徹底した見直しが要求されていたように思う。


いまだに私の頭には、



「etymologyを欠くな。」



という考え方がこびりついているが、

このような考え方も、この時期の駒場に身をおかなければ、

身に付かなかったのかもしれない。


この etymology を欠くな、という態度があったからこそ、合唱サークルで、

伊勢志摩や宇宙戦艦ヤマトといった大曲を曲りなりにも指揮できたのだと思う。

「合唱」や「歌」といったことに、のめり込んだのも、あるいは、

伊勢志摩一つのために、ニーチェにまでたどり着いて

「神は死んだ」のではなく、「殺された。
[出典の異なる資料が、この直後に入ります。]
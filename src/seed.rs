use std::str::FromStr;

use bigdecimal::BigDecimal;
use chrono::{Duration, NaiveDate, Utc};
use tracing::info;

use crate::errors::AppError;
use crate::models::{CompanyForm, CryptoPriceForm, CryptocurrencyForm, StockPriceForm};
use crate::state::AppState;

const HISTORY_DAYS: i64 = 5;

const COMPANIES: &[(&str, &str, &str, &str)] = &[
    ("Apple", "AAPL", "low", "141.66"),
    ("Tesla", "TSLA", "high", "697.99"),
    ("Coca-Cola", "KO", "low", "62.91"),
];

const CRYPTOCURRENCIES: &[(&str, (i32, u32, u32), &str)] = &[
    ("Bitcoin", (2009, 1, 3), "20280.64"),
    ("Ethereum", (2015, 7, 30), "1098.71"),
];

/// Loads sample companies, cryptocurrencies and a few days of prices. Does
/// nothing when a company already exists.
pub async fn run(state: &AppState) -> Result<(), AppError> {
    if !state.companies.list_all().await?.is_empty() {
        info!("Store already has companies, skipping seed data");
        return Ok(());
    }

    let today = Utc::now().date_naive();

    for (name, ticker, risk, close) in COMPANIES {
        let company = state.companies
            .create(CompanyForm {
                name: Some(name.to_string()),
                ticker_symbol: Some(ticker.to_string()),
                risk_factor: Some(risk.to_string()),
            })
            .await?;
        for (captured_at, price) in history(close, today)? {
            state.stock_prices
                .create(StockPriceForm {
                    company_id: Some(company.id),
                    price: Some(price),
                    captured_at: Some(captured_at),
                })
                .await?;
        }
    }

    for (name, (y, m, d), close) in CRYPTOCURRENCIES {
        let crypto = state.cryptocurrencies
            .create(CryptocurrencyForm {
                name: Some(name.to_string()),
                started_at: NaiveDate::from_ymd_opt(*y, *m, *d),
            })
            .await?;
        for (captured_at, price) in history(close, today)? {
            state.crypto_prices
                .create(CryptoPriceForm {
                    price: Some(price),
                    cryptocurrency_id: Some(crypto.id),
                    captured_at: Some(captured_at),
                })
                .await?;
        }
    }

    info!(
        "Seeded {} companies and {} cryptocurrencies",
        COMPANIES.len(),
        CRYPTOCURRENCIES.len()
    );
    Ok(())
}

/// Daily closes ending today at `last_close`, oldest first. Every other day
/// closes one percent higher.
fn history(last_close: &str, today: NaiveDate) -> Result<Vec<(NaiveDate, BigDecimal)>, AppError> {
    let close = decimal(last_close)?;
    let up = decimal("1.01")?;

    let mut points: Vec<_> = (0..HISTORY_DAYS)
        .map(|i| {
            let price = if i % 2 == 0 { close.clone() } else { (&close * &up).round(2) };
            (today - Duration::days(i), price)
        })
        .collect();
    points.reverse();
    Ok(points)
}

fn decimal(value: &str) -> Result<BigDecimal, AppError> {
    BigDecimal::from_str(value)
        .map_err(|e| AppError::Validation(format!("Invalid seed price {}: {}", value, e)))
}
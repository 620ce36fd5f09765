use bigdecimal::BigDecimal;
use chrono::{DateTime, NaiveDate, Utc};
use serde::{Deserialize, Serialize};
use sqlx::FromRow;

use crate::errors::AppError;

// Historical price of a cryptocurrency on a given day.
#[derive(Debug, Clone, PartialEq, Serialize, Deserialize, FromRow)]
pub struct CryptoPrice {
    pub id: i64,
    pub price: Option<BigDecimal>,
    pub cryptocurrency_id: i64,
    pub captured_at: Option<NaiveDate>,
    pub created_at: DateTime<Utc>,
    pub updated_at: DateTime<Utc>,
}

#[derive(Debug, Clone, Default, PartialEq, Serialize, Deserialize)]
pub struct CryptoPriceForm {
    pub price: Option<BigDecimal>,
    pub cryptocurrency_id: Option<i64>,
    pub captured_at: Option<NaiveDate>,
}

#[derive(Debug, Clone, PartialEq)]
pub struct NewCryptoPrice {
    pub price: Option<BigDecimal>,
    pub cryptocurrency_id: i64,
    pub captured_at: Option<NaiveDate>,
}

impl CryptoPriceForm {
    pub fn validate(self) -> Result<NewCryptoPrice, AppError> {
        let cryptocurrency_id = self
            .cryptocurrency_id
            .ok_or_else(|| AppError::Validation("Cryptocurrency must exist".into()))?;
        Ok(NewCryptoPrice {
            price: self.price,
            cryptocurrency_id,
            captured_at: self.captured_at,
        })
    }

    pub fn merged_with(self, current: &CryptoPrice) -> Self {
        Self {
            price: self.price.or_else(|| current.price.clone()),
            cryptocurrency_id: self.cryptocurrency_id.or(Some(current.cryptocurrency_id)),
            captured_at: self.captured_at.or(current.captured_at),
        }
    }
}

impl From<&CryptoPrice> for CryptoPriceForm {
    fn from(price: &CryptoPrice) -> Self {
        Self {
            price: price.price.clone(),
            cryptocurrency_id: Some(price.cryptocurrency_id),
            captured_at: price.captured_at,
        }
    }
}
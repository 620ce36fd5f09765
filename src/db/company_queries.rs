use sqlx::{PgPool, Postgres, Transaction};
use crate::models::{Company, NewCompany, StockPrice};

pub async fn fetch_all(pool: &PgPool) -> Result<Vec<Company>, sqlx::Error> {
    sqlx::query_as::<_, Company>(
        "SELECT id, name, ticker_symbol, risk_factor
         FROM companies
         ORDER BY id ASC")
        .fetch_all(pool)
        .await
}

pub async fn fetch_one(pool: &PgPool, id: i64) -> Result<Option<Company>, sqlx::Error> {
    sqlx::query_as::<_, Company>(
        "SELECT id, name, ticker_symbol, risk_factor
         FROM companies
         WHERE id = $1")
        .bind(id)
        .fetch_optional(pool)
        .await
}

pub async fn lock_one(tx: &mut Transaction<'_, Postgres>, id: i64)
-> Result<Option<Company>, sqlx::Error> {
    sqlx::query_as::<_, Company>(
        "SELECT id, name, ticker_symbol, risk_factor
         FROM companies
         WHERE id = $1
         FOR UPDATE")
        .bind(id)
        .fetch_optional(&mut **tx)
        .await
}

/// Flat row of the company/stock price join; price columns are null for a
/// company without prices.
#[derive(sqlx::FromRow)]
struct CompanyWithPriceRow {
    id: i64,
    name: String,
    ticker_symbol: String,
    risk_factor: String,
    price_id: Option<i64>,
    price: Option<bigdecimal::BigDecimal>,
    captured_at: Option<chrono::NaiveDate>,
}

/// Company and its stock prices in one round trip.
pub async fn fetch_with_prices(pool: &PgPool, id: i64)
-> Result<Option<(Company, Vec<StockPrice>)>, sqlx::Error> {
    let rows = sqlx::query_as::<_, CompanyWithPriceRow>(
        "SELECT c.id, c.name, c.ticker_symbol, c.risk_factor,
                sp.id AS price_id, sp.price, sp.captured_at
         FROM companies c
         LEFT JOIN stock_prices sp ON sp.company_id = c.id
         WHERE c.id = $1
         ORDER BY sp.id ASC")
        .bind(id)
        .fetch_all(pool)
        .await?;

    Ok(fold_rows(rows))
}

/// Rebuilds the company from the first joined row and one price per row that
/// matched. `None` when the company does not exist.
fn fold_rows(rows: Vec<CompanyWithPriceRow>) -> Option<(Company, Vec<StockPrice>)> {
    let first = rows.first()?;
    let company = Company {
        id: first.id,
        name: first.name.clone(),
        ticker_symbol: first.ticker_symbol.clone(),
        risk_factor: first.risk_factor.clone(),
    };
    let prices = rows
        .into_iter()
        .filter_map(|row| {
            row.price_id.map(|price_id| StockPrice {
                id: price_id,
                company_id: row.id,
                price: row.price,
                captured_at: row.captured_at,
            })
        })
        .collect();
    Some((company, prices))
}

pub async fn insert(pool: &PgPool, input: NewCompany) -> Result<Company, sqlx::Error> {
    sqlx::query_as::<_, Company>(
        "INSERT INTO companies (name, ticker_symbol, risk_factor)
         VALUES ($1, $2, $3)
         RETURNING id, name, ticker_symbol, risk_factor")
        .bind(input.name)
        .bind(input.ticker_symbol)
        .bind(input.risk_factor)
        .fetch_one(pool)
        .await
}

pub async fn update(tx: &mut Transaction<'_, Postgres>, id: i64, input: NewCompany)
-> Result<Company, sqlx::Error> {
    sqlx::query_as::<_, Company>(
        "UPDATE companies
         SET name = $2, ticker_symbol = $3, risk_factor = $4
         WHERE id = $1
         RETURNING id, name, ticker_symbol, risk_factor")
        .bind(id)
        .bind(input.name)
        .bind(input.ticker_symbol)
        .bind(input.risk_factor)
        .fetch_one(&mut **tx)
        .await
}

pub async fn delete(pool: &PgPool, id: i64) -> Result<u64, sqlx::Error> {
    let result = sqlx::query("DELETE FROM companies WHERE id = $1")
        .bind(id)
        .execute(pool)
        .await?;
    Ok(result.rows_affected())
}

#[cfg(test)]
mod tests {
    use std::str::FromStr;

    use bigdecimal::BigDecimal;
    use chrono::NaiveDate;

    use super::*;

    fn row(price: Option<(i64, &str, u32)>) -> CompanyWithPriceRow {
        CompanyWithPriceRow {
            id: 3,
            name: "Acme".into(),
            ticker_symbol: "ACM".into(),
            risk_factor: "low".into(),
            price_id: price.map(|(id, _, _)| id),
            price: price.map(|(_, p, _)| BigDecimal::from_str(p).unwrap()),
            captured_at: price.and_then(|(_, _, day)| NaiveDate::from_ymd_opt(2022, 6, day)),
        }
    }

    #[test]
    fn test_no_rows_means_no_company() {
        assert!(fold_rows(vec![]).is_none());
    }

    #[test]
    fn test_company_without_prices_has_empty_history() {
        let (company, prices) = fold_rows(vec![row(None)]).unwrap();
        assert_eq!(company.id, 3);
        assert_eq!(company.ticker_symbol, "ACM");
        assert!(prices.is_empty());
    }

    #[test]
    fn test_prices_keep_row_order_and_parent_id() {
        let rows = vec![
            row(Some((4, "10.10", 1))),
            row(Some((9, "10.35", 2))),
            row(Some((12, "9.95", 3))),
        ];
        let (company, prices) = fold_rows(rows).unwrap();

        assert_eq!(company.name, "Acme");
        assert_eq!(prices.iter().map(|p| p.id).collect::<Vec<_>>(), vec![4, 9, 12]);
        assert!(prices.iter().all(|p| p.company_id == 3));
        assert_eq!(prices[1].price, Some(BigDecimal::from_str("10.35").unwrap()));
        assert_eq!(prices[2].captured_at, NaiveDate::from_ymd_opt(2022, 6, 3));
    }
}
」のだなどと、

当時流行った「もののけ姫」の主題である、宮崎駿ばりの言辞を弄したのも、

若い頃の、このような基本的な態度によるところが大であったと思う。



教養か専門かについては、二つの行き方があったように思う。



一方で、東大・駒場において行われていたように、

「知のカタログ」を整備し、幅広い文字通りの「教養」を身に付けようとの行き方。


他方で、全国の大学がこぞって教養学部を廃止したように、

若いうちから、早い段階から、「専門性」を身に付けさせようとする行き方。



そのいずれが正しいのか、私には分からないが、

今、この時点で、「教養」に主題をおいた番組が制作されていること自体、

「教養」を置き去りにしてきたことの反動ではないだろうか。



道は往々にして中庸にある、とは故田宮裕博士の論文で読んだ言葉だが、

教養も専門も、そのバランスをとらなくてはならない。

ただ、三谷太一郎教授によれば、戦前の日本が軍部の独走を抑制

できなかったのは、健全な generalist 不在の社会を構築してしまったことに

あるということであるから、我々弁護士のようなプロフェッショナルな仕事を

していても、教養にはもう少し重きを置いて、常に注意を払うことが

必須なのだろう。



とはいっても、法律以外の分野の教養知識を常に身に付けておくことは

ここのところ、とみに難しい状況にある。



そこで、大いに教養を身に付けておられたであろう、

團藤重光博士の次の本を久しぶりに紐解いた。



団藤 重光
法学の基礎
博士の本は、書き始めの時点から終わりを常に意識されているので、
この本の最後も

da capo!



で終わっている。


法を学びながら、合唱をやっていたことが案外、

私の稚拙な教養を支えていたのかもしれない。